= WORK INSTRUCTIONS =
The entries below contain a stretch that opens with the line containing "pub mod models;" and closes with the line containing "cannot be loaded."; set down that stretch exactly, both ends included, and nothing else.

Collected data:
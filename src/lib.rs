//! Core library surface for the Favorite Songs terminal client.
//!
//! The `bin` target wires these pieces together: configuration, logging, the
//! API worker running on tokio, and the Ratatui front end.
pub mod api;
pub mod config;
pub mod logging;
pub mod models;
pub mod ui;

/// HTTP client and the request/response types exchanged with the worker.
pub use api::{serve, ApiClient, ApiError, Request, Response};

pub use config::Config;

/// The domain types passed between the API and the UI.
pub use models::{HealthReport, Song, SongPayload};

/// The interactive application entry point and state container.
pub use ui::{run_app, App};
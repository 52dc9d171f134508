use std::fs::{self, OpenOptions};
use std::path::Path;

use anyhow::{Context, Result};
use env_logger::{Builder, Target, WriteStyle};
use log::LevelFilter;

/// Route `log` output to a file. The terminal belongs to the TUI, so nothing
/// may be written to stdout/stderr while it runs. `RUST_LOG` still overrides
/// the default `info` level.
pub fn init(path: &Path) -> Result<()> {
    if let Some(parent) = path.parent() {
        fs::create_dir_all(parent).context("failed to create log directory")?;
    }

    let file = OpenOptions::new()
        .create(true)
        .append(true)
        .open(path)
        .with_context(|| format!("failed to open log file {}", path.display()))?;

    Builder::new()
        .filter_level(LevelFilter::Info)
        .filter_module("hyper_util", LevelFilter::Warn)
        .parse_default_env()
        .write_style(WriteStyle::Never)
        .target(Target::Pipe(Box::new(file)))
        .try_init()
        .context("logger already initialized")?;

    Ok(())
}
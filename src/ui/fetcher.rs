use anyhow::{anyhow, Result};
use log::{debug, info, warn};
use tokio::sync::mpsc::UnboundedSender;

use crate::api::{ApiError, Request};
use crate::models::{Song, SongPayload};

/// Message shown in the error panel when the collection cannot be loaded.
pub(crate) const LOAD_ERROR: &str =
    "Could not load songs. Check that the API is running, then press r to retry.";

/// Issues API requests and owns the loading/error flags of the song list.
///
/// Every collection fetch gets a new generation; only the listing for the
/// newest generation is accepted, so overlapping refreshes cannot clobber a
/// fresher result with an older one.
pub(crate) struct Fetcher {
    requests: UnboundedSender<Request>,
    latest_generation: u64,
    loading: bool,
    error: Option<String>,
}

impl Fetcher {
    pub(crate) fn new(requests: UnboundedSender<Request>) -> Self {
        Self {
            requests,
            latest_generation: 0,
            loading: false,
            error: None,
        }
    }

    pub(crate) fn is_loading(&self) -> bool {
        self.loading
    }

    pub(crate) fn error(&self) -> Option<&str> {
        self.error.as_deref()
    }

    /// Request a fresh copy of the collection.
    pub(crate) fn load_all(&mut self) -> Result<()> {
        self.latest_generation += 1;
        self.loading = true;
        debug!("loading songs (generation {})", self.latest_generation);
        self.send(Request::LoadAll {
            generation: self.latest_generation,
        })
    }

    pub(crate) fn create(&self, payload: SongPayload) -> Result<()> {
        self.send(Request::Create(payload))
    }

    pub(crate) fn update(&self, id: i64, payload: SongPayload) -> Result<()> {
        self.send(Request::Update { id, payload })
    }

    pub(crate) fn remove(&self, id: i64) -> Result<()> {
        self.send(Request::Delete { id })
    }

    pub(crate) fn check_health(&self) -> Result<()> {
        self.send(Request::Health)
    }

    /// Apply a listing response. Returns the songs to install when the
    /// response belongs to the newest fetch and succeeded.
    pub(crate) fn finish_load(
        &mut self,
        generation: u64,
        result: Result<Vec<Song>, ApiError>,
    ) -> Option<Vec<Song>> {
        if generation != self.latest_generation {
            debug!(
                "discarding stale listing (generation {generation}, latest {})",
                self.latest_generation
            );
            return None;
        }

        self.loading = false;
        match result {
            Ok(songs) => {
                info!("loaded {} songs", songs.len());
                self.error = None;
                Some(songs)
            }
            Err(err) => {
                warn!("failed to load songs: {:#}", anyhow::Error::from(err));
                self.error = Some(LOAD_ERROR.to_string());
                None
            }
        }
    }

    fn send(&self, request: Request) -> Result<()> {
        self.requests
            .send(request)
            .map_err(|_| anyhow!("request worker has shut down"))
    }
}
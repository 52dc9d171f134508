use log::{debug, info};
use tokio::sync::mpsc::{UnboundedReceiver, UnboundedSender};

use crate::models::{HealthReport, Song, SongPayload};

use super::client::{ApiClient, ApiError};

/// Work the UI asks the network layer to perform.
#[derive(Debug, Clone, PartialEq, Eq)]
pub enum Request {
    /// Fetch the collection. `generation` is echoed back so the UI can tell
    /// which fetch a listing belongs to.
    LoadAll { generation: u64 },
    Create(SongPayload),
    Update { id: i64, payload: SongPayload },
    Delete { id: i64 },
    Health,
}

/// Outcome of a `Request`, delivered back to the UI loop.
#[derive(Debug)]
pub enum Response {
    Loaded {
        generation: u64,
        result: Result<Vec<Song>, ApiError>,
    },
    Created(Result<Song, ApiError>),
    Updated(Result<Song, ApiError>),
    Deleted {
        id: i64,
        result: Result<(), ApiError>,
    },
    Health(Result<HealthReport, ApiError>),
}

/// Drain the request channel, running every request on its own task so a
/// slow listing never holds up a mutation. Responses may therefore arrive out
/// of order.
pub async fn serve(
    client: ApiClient,
    mut requests: UnboundedReceiver<Request>,
    responses: UnboundedSender<Response>,
) {
    info!("request worker started for {}", client.base_url());
    while let Some(request) = requests.recv().await {
        let client = client.clone();
        let responses = responses.clone();
        tokio::spawn(async move {
            let response = perform(&client, request).await;
            if responses.send(response).is_err() {
                debug!("UI loop gone; dropping response");
            }
        });
    }
    info!("request channel closed; worker stopping");
}

/// Execute a single request against the API.
async fn perform(client: &ApiClient, request: Request) -> Response {
    match request {
        Request::LoadAll { generation } => Response::Loaded {
            generation,
            result: client.list_songs().await,
        },
        Request::Create(payload) => Response::Created(client.create_song(&payload).await),
        Request::Update { id, payload } => {
            Response::Updated(client.update_song(id, &payload).await)
        }
        Request::Delete { id } => Response::Deleted {
            id,
            result: client.delete_song(id).await,
        },
        Request::Health => Response::Health(client.health().await),
    }
}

= OUTPUT BELOW =
pub mod models;
pub mod ui;

/// HTTP client and the request/response types exchanged with the worker.
pub use api::{serve, ApiClient, ApiError, Request, Response};

pub use config::Config;

/// The domain types passed between the API and the UI.
pub use models::{HealthReport, Song, SongPayload};

/// The interactive application entry point and state container.
pub use ui::{run_app, App};
repository 52dc9d171f134508
use std::fs::{self, OpenOptions};
use std::path::Path;

use anyhow::{Context, Result};
use env_logger::{Builder, Target, WriteStyle};
use log::LevelFilter;

/// Route `log` output to a file. The terminal belongs to the TUI, so nothing
/// may be written to stdout/stderr while it runs. `RUST_LOG` still overrides
/// the default `info` level.
pub fn init(path: &Path) -> Result<()> {
    if let Some(parent) = path.parent() {
        fs::create_dir_all(parent).context("failed to create log directory")?;
    }

    let file = OpenOptions::new()
        .create(true)
        .append(true)
        .open(path)
        .with_context(|| format!("failed to open log file {}", path.display()))?;

    Builder::new()
        .filter_level(LevelFilter::Info)
        .filter_module("hyper_util", LevelFilter::Warn)
        .parse_default_env()
        .write_style(WriteStyle::Never)
        .target(Target::Pipe(Box::new(file)))
        .try_init()
        .context("logger already initialized")?;

    Ok(())
}
filename src/ui/fetcher.rs
use anyhow::{anyhow, Result};
use log::{debug, info, warn};
use tokio::sync::mpsc::UnboundedSender;

use crate::api::{ApiError, Request};
use crate::models::{Song, SongPayload};

/// Message shown in the error panel when the collection cannot be loaded.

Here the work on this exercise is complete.